El libro de Pía practica la crítica apropiativa y todo el que disfrute de su lectura  se verá también celebrando esa modalidad de la crítica, por lo que lo que se festeja en la lectura del libro es el modo en que se propicia la circulación del don de la amistad, que permite pensar aquello que concierne a las búsquedas del lector. Una contraefectuación del Don.

No hay como pasarse por alto la escritura de este libro. Hermosamente escrito. Entre novela (el yo literario) y el ensayo (la elucidación directa del presente fundada en la investigación), en ese entre-géneros en los que se mueve, María Pía ha logrado quizás su mejor libro. No una síntesis híbrida sino una envidiable libertad. La libertad en el cruce. Un nuevo pliegue a considerar.

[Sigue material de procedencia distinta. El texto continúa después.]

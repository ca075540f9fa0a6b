mod actor;
mod common;

pub use actor::{EnemyState, RobotState};
pub use common::{Direction, EnemyId, Position, Rotation};
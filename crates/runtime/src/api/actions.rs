//! Primitive robot actions and state queries.
//!
//! Each action mutates the canonical state under the session lock, releases
//! it, pays its pacing delay and then lets the NPCs take their tick. Calls
//! made while the game is not running are ignored.

use std::time::Duration;

use tracing::{debug, warn};

use game_core::{GameConfig, MoveOutcome, Position, Rotation};

use super::errors::Result;
use crate::events::{Event, Notification, NotificationKind};
use crate::pacing::RunMode;
use crate::runtime::Runtime;
use crate::workers;

impl Runtime {
    /// Steps the robot one cell forward.
    ///
    /// With a living enemy next to the robot the step turns into
    /// [`Self::face_enemy`] and returns at once.
    pub async fn move_forward(&self) -> Result<()> {
        let Some(started) = self.inner.running_state("move_forward") else {
            return Ok(());
        };

        let outcome = {
            let mut session = self.inner.session.lock().await;
            let Some(active) = session.active.as_mut() else {
                return Ok(());
            };
            let outcome = active.engine().advance_robot();
            debug!(target: "runtime::api", ?outcome, "move_forward");

            if let MoveOutcome::Moved {
                collected_coin,
                restored_health,
                ..
            } = outcome
            {
                if collected_coin {
                    active.publish_coins(&self.inner.events);
                }
                if restored_health {
                    self.inner
                        .events
                        .publish(Event::Notification(Notification::health_restored()));
                }
            }
            if outcome != MoveOutcome::Blocked {
                active.publish_state(&self.inner.events);
            }
            active.check_completion(&self.inner.events);
            outcome
        };

        if let MoveOutcome::FacedAdjacentEnemy(_) = outcome {
            return Ok(());
        }

        let delay = self.inner.pacing().player_move();
        self.inner.run.pause(delay, started).await?;
        workers::player_phase(&self.inner).await
    }

    pub async fn turn_left(&self) -> Result<()> {
        self.turn(Rotation::Left).await
    }

    pub async fn turn_right(&self) -> Result<()> {
        self.turn(Rotation::Right).await
    }

    async fn turn(&self, rotation: Rotation) -> Result<()> {
        let Some(started) = self.inner.running_state("turn") else {
            return Ok(());
        };

        let engaged = {
            let mut session = self.inner.session.lock().await;
            let Some(active) = session.active.as_mut() else {
                return Ok(());
            };
            let mut engine = active.engine();
            let facing = engine.rotate_robot(rotation);
            let engaged = engine.any_engaged();
            debug!(target: "runtime::api", ?rotation, ?facing, "turn");
            active.publish_state(&self.inner.events);
            engaged
        };

        let delay = self.inner.pacing().player_move();
        self.inner.run.pause(delay, started).await?;
        if self.inner.run.mode() == RunMode::Running || engaged {
            workers::player_phase(&self.inner).await?;
        }
        Ok(())
    }

    /// Attacks the cell in front of the robot. A miss still costs the
    /// attack delay and the NPC tick.
    pub async fn attack(&self) -> Result<()> {
        let Some(started) = self.inner.running_state("attack") else {
            return Ok(());
        };

        {
            let mut session = self.inner.session.lock().await;
            let Some(active) = session.active.as_mut() else {
                return Ok(());
            };
            let result = active.engine().robot_attack();
            debug!(target: "runtime::api", ?result, "attack");

            if result.is_hit() {
                if result.back_attack {
                    self.inner
                        .events
                        .publish(Event::Notification(Notification::back_attack()));
                }
                if result.defeated {
                    self.inner
                        .events
                        .publish(Event::Notification(Notification::enemy_defeated()));
                }
                active.publish_state(&self.inner.events);
            }
            active.check_completion(&self.inner.events);
        }

        let delay = self.inner.pacing().player_attack();
        self.inner.run.pause(delay, started).await?;
        workers::player_phase(&self.inner).await
    }

    /// Turns the robot towards an enemy: an adjacent one if any, otherwise
    /// the nearest along the dominant axis. Costs no time.
    pub async fn face_enemy(&self) -> Result<()> {
        if self.inner.running_state("face_enemy").is_none() {
            return Ok(());
        }

        let mut session = self.inner.session.lock().await;
        let Some(active) = session.active.as_mut() else {
            return Ok(());
        };
        match active.engine().face_enemy() {
            Some(direction) => {
                debug!(target: "runtime::api", ?direction, "face_enemy");
                active.publish_state(&self.inner.events);
            }
            None => debug!(target: "runtime::api", "face_enemy: no living enemy"),
        }
        Ok(())
    }

    /// Shows `text` for `seconds` and, while running, holds the script for a
    /// quarter of that time.
    pub async fn say_message(&self, text: impl Into<String>, seconds: f64) -> Result<()> {
        let display = Duration::try_from_secs_f64(seconds).unwrap_or_default();
        self.inner.events.publish(Event::Notification(Notification::new(
            NotificationKind::Message,
            text,
            display,
        )));

        let state = self.inner.run.current();
        if state.mode != RunMode::Running {
            return Ok(());
        }
        let delay = self.inner.pacing().message(seconds);
        self.inner.run.pause(delay, state).await
    }

    pub async fn is_enemy_adjacent(&self) -> bool {
        self.inner
            .session
            .lock()
            .await
            .active
            .as_ref()
            .is_some_and(|active| active.state.is_enemy_adjacent())
    }

    /// Absolute x of the nearest living enemy, or -1.
    pub async fn enemy_x(&self) -> i32 {
        self.nearest_enemy().await.map_or(-1, |position| position.x)
    }

    /// Absolute y of the nearest living enemy, or -1.
    pub async fn enemy_y(&self) -> i32 {
        self.nearest_enemy().await.map_or(-1, |position| position.y)
    }

    async fn nearest_enemy(&self) -> Option<Position> {
        let session = self.inner.session.lock().await;
        let active = session.active.as_ref()?;
        active.state.nearest_enemy().map(|enemy| enemy.position)
    }

    /// Robot position relative to the map origin, or (0, 0) before a level
    /// is loaded.
    pub async fn position(&self) -> Position {
        let session = self.inner.session.lock().await;
        match session.active.as_ref() {
            Some(active) => active.level.map().to_relative(active.state.robot.position),
            None => {
                warn!(target: "runtime::api", "position queried before a level was loaded");
                Position::ORIGIN
            }
        }
    }

    pub async fn x_position(&self) -> i32 {
        self.position().await.x
    }

    pub async fn y_position(&self) -> i32 {
        self.position().await.y
    }

    pub async fn player_health(&self) -> f64 {
        self.inner
            .session
            .lock()
            .await
            .active
            .as_ref()
            .map_or(0.0, |active| active.state.robot.health)
    }

    pub fn player_max_health(&self) -> f64 {
        GameConfig::ROBOT_MAX_HEALTH
    }
}
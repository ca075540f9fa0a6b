//! Combat resolution.
//!
//! Pure rules: an attack connects only on the living defender standing one
//! step ahead of the attacker. Robot attacks deal extra damage from behind;
//! enemy strikes always deal a flat amount.

pub mod damage;
pub mod result;

pub use damage::{apply_damage, attack_damage, is_back_attack};
pub use result::{AttackOutcome, AttackResult, resolve_attack, resolve_enemy_strike};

Hacia el final, Pía se mete con la cuestión del cuerpo y la lengua. No hay que perder de vista la connotación biográfica que la autora otorga a este libro. Es un final veloz, en el que se menciona una lectura del libro de Henri Meschonnic sobre Spinoza. En Meschonnic, le parece a Pía, no habría pliegue, porque el lenguaje –invención- se independiza de la lengua –historicidad-. Mejor la lengua, dice ella, que le teme al riesgo del invencionismo. No se trata de un rechazo de la invención, se entiende, sino de la falsedad de una invención que no se mida con la historia. Es su modo de retomar el método: cuidar los devenires pero cuidar también napas y continuidades. El “sujeto del poema” (Meschonnic) podría ser concebido como mero activismo; demasiado fácil. ¿Cómo leería este comentario el autor de Para salir de la postmodernidad? Meschonnic se esforzó en distinguir historicidad (aquello que se opone siempre a lo sagrado trascendente, que crea modo de vida) del mero situar del historicismo (capaz de fechar el origen, pero no de dar cuenta del movimiento intempestivo de su fuga). ¿Y qué se dice, incluso políticamente, cuando se liga el cuerpo a la lengua y no al lenguaje? El libro comienza con un prólogo de Tatián (sobre el poder de los signos tal y como son recobrados en los pliegues de esa forma del amor que es la amistad, que para Spinoza siempre es búsqueda de utilidad común). Inicio y final enlazados. El cuerpo importa, “¿qué puede un cuerpo?”. El cuerpo en tanto que afectos incorporales, vuelto cuerpo de la lengua. Del mito y del trabajo sobre él. No es posible tratar el signo fuera de esta espesura. “González”, “López”, no hay que señalar al cuerpo que piensa, sino al que forman las palabras cuando encuentran su propia materialidad.